▸ WORK TO COMPLETE
Below is a listing. Quote from it, exactly, the lines from the one containing "let detail = blocking(move" down to the one containing "#[cfg(test)]", both ends included, and nothing else.

▸ INPUT FOR THIS TASK

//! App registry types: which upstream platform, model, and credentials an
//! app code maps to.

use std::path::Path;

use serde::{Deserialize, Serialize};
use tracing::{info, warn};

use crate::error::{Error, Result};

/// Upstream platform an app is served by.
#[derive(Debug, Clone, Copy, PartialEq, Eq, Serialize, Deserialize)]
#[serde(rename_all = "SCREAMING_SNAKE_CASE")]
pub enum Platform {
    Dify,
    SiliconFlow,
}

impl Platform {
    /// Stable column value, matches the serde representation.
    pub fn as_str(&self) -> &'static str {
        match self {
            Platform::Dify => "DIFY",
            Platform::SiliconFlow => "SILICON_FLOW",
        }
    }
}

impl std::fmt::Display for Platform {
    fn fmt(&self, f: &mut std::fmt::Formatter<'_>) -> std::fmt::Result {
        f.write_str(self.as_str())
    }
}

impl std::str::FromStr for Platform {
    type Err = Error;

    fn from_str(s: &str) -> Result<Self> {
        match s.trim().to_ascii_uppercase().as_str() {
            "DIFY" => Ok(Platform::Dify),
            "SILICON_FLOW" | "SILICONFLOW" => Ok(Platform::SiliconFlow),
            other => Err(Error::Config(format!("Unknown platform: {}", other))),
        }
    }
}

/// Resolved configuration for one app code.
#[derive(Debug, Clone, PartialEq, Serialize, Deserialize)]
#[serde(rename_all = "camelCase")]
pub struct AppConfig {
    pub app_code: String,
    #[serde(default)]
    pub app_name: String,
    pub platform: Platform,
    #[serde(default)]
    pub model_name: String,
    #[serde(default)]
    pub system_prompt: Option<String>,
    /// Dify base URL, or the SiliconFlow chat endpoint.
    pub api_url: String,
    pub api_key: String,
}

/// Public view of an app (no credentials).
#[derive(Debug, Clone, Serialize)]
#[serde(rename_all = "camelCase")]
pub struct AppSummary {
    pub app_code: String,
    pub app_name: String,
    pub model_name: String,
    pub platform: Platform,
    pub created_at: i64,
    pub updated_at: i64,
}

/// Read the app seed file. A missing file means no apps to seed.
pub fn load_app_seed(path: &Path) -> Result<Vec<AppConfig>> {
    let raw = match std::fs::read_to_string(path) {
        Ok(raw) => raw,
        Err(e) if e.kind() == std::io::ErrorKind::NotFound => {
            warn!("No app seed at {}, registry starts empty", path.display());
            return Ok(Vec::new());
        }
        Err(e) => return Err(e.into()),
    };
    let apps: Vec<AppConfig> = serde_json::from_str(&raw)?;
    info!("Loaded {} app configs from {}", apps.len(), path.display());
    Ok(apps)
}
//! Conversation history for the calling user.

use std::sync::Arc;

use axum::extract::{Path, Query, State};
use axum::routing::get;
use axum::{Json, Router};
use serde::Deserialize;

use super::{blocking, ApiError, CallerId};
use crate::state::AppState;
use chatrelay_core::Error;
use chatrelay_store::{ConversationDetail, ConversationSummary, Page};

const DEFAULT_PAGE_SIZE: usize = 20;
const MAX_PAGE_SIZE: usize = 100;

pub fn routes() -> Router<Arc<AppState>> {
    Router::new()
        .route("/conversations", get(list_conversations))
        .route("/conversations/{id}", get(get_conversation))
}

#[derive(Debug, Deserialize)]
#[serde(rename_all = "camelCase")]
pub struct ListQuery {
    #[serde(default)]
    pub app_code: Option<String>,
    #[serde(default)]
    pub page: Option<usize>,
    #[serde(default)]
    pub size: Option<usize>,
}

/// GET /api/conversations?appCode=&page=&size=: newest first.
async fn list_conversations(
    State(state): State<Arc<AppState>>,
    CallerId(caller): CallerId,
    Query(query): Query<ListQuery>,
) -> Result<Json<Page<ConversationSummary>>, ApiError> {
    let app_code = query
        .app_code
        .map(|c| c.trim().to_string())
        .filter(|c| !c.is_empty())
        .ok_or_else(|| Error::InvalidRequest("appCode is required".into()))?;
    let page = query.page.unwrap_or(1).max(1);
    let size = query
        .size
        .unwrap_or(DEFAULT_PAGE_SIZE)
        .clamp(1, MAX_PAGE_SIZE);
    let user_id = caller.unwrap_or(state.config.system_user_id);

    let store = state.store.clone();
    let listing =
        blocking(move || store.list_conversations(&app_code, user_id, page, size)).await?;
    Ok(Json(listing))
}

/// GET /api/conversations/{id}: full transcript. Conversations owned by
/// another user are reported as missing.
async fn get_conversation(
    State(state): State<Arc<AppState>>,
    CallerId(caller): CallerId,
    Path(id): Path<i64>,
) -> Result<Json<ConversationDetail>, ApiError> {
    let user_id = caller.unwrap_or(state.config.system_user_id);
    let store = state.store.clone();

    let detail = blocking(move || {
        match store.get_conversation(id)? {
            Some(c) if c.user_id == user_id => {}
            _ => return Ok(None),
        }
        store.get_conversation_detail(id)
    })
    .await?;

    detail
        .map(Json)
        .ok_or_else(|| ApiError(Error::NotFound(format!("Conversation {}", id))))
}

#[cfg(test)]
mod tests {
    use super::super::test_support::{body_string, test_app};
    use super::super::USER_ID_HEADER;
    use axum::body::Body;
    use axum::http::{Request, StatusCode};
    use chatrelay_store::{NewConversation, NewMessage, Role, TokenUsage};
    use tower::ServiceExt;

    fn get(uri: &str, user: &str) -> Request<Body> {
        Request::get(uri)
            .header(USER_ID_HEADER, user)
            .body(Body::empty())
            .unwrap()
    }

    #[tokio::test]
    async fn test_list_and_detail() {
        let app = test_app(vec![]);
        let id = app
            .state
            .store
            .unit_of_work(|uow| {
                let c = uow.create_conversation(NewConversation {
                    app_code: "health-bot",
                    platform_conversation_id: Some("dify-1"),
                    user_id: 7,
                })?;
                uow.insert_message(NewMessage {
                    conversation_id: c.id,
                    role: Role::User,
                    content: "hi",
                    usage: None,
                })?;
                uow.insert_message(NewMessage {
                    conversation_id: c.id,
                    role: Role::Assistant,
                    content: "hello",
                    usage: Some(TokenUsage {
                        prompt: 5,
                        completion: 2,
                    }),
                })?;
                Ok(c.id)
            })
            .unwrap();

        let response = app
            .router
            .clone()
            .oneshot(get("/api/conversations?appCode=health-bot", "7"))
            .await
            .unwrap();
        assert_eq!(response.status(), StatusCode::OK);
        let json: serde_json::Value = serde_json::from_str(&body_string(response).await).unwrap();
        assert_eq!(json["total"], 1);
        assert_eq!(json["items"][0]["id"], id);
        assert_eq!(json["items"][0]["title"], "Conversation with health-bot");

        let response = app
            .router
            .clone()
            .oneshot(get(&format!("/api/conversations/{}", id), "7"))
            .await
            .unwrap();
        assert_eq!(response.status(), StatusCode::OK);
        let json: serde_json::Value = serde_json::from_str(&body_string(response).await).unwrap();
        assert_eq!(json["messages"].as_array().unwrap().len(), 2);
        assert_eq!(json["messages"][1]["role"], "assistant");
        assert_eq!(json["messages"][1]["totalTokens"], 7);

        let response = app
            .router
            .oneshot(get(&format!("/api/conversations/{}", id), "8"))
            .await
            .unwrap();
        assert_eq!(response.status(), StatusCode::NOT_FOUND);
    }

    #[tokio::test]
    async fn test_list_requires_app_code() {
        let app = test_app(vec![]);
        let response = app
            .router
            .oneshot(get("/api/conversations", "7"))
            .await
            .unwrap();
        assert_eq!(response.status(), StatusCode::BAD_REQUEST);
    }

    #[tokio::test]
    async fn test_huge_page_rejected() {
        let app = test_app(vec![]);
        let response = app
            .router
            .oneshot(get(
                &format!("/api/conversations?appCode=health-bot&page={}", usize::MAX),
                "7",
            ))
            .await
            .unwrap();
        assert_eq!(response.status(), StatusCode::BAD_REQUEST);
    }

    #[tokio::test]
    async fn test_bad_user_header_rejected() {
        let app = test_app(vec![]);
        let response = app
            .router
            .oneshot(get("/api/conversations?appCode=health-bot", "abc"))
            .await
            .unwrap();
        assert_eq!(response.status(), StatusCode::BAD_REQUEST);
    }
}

...

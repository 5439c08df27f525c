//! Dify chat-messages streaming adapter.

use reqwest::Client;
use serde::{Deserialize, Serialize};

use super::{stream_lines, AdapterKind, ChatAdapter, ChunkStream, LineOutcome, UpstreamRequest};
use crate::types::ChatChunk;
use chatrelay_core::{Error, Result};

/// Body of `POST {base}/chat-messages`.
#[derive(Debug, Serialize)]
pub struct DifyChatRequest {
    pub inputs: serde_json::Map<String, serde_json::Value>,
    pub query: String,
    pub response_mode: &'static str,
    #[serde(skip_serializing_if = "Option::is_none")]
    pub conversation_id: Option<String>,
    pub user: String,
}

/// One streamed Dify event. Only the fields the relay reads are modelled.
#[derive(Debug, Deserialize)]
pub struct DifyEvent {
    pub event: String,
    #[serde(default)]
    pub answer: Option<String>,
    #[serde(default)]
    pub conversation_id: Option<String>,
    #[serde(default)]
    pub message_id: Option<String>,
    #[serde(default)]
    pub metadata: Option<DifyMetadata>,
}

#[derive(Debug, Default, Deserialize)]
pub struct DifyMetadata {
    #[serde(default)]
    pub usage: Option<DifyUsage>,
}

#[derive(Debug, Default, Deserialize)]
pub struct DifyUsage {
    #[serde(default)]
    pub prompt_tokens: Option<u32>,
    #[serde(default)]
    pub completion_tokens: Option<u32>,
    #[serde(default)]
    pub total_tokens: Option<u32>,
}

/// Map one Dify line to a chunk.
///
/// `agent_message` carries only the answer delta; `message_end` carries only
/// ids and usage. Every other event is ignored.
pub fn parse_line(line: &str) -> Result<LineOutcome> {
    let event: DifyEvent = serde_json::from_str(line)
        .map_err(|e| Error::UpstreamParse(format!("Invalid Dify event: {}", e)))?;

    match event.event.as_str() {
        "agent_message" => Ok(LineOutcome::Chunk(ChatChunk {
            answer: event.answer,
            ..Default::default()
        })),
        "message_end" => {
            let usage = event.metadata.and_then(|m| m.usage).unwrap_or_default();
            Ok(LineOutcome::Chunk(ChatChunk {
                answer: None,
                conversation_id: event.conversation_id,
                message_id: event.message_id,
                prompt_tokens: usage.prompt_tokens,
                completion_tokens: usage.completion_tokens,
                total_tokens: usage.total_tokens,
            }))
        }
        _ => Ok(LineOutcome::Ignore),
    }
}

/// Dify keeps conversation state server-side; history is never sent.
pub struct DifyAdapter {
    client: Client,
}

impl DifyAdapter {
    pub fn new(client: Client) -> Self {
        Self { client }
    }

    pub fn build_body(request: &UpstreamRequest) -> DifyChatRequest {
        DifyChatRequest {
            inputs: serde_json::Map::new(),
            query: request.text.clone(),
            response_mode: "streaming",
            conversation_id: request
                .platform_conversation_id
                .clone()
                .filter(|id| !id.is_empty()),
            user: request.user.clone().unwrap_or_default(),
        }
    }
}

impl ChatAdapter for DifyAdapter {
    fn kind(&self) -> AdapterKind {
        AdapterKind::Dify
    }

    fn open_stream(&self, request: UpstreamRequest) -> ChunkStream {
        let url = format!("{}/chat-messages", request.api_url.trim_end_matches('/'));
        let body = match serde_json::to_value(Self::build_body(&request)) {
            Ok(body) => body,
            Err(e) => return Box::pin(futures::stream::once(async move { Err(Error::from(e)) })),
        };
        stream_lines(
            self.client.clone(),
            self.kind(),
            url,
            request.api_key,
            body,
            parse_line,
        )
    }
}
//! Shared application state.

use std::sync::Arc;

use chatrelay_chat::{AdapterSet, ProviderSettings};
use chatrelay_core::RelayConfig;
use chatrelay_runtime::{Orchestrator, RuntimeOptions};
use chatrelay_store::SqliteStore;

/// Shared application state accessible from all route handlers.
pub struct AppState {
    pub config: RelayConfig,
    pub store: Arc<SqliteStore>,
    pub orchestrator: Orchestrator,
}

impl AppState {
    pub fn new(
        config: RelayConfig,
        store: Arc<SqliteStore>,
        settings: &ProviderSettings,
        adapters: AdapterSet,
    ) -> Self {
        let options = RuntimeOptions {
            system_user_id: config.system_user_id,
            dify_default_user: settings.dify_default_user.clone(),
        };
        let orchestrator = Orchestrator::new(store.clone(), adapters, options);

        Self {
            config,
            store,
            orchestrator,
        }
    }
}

▸ PROBLEM SOLUTION
    let detail = blocking(move || {
        match store.get_conversation(id)? {
            Some(c) if c.user_id == user_id => {}
            _ => return Ok(None),
        }
        store.get_conversation_detail(id)
    })
    .await?;

    detail
        .map(Json)
        .ok_or_else(|| ApiError(Error::NotFound(format!("Conversation {}", id))))
}

#[cfg(test)]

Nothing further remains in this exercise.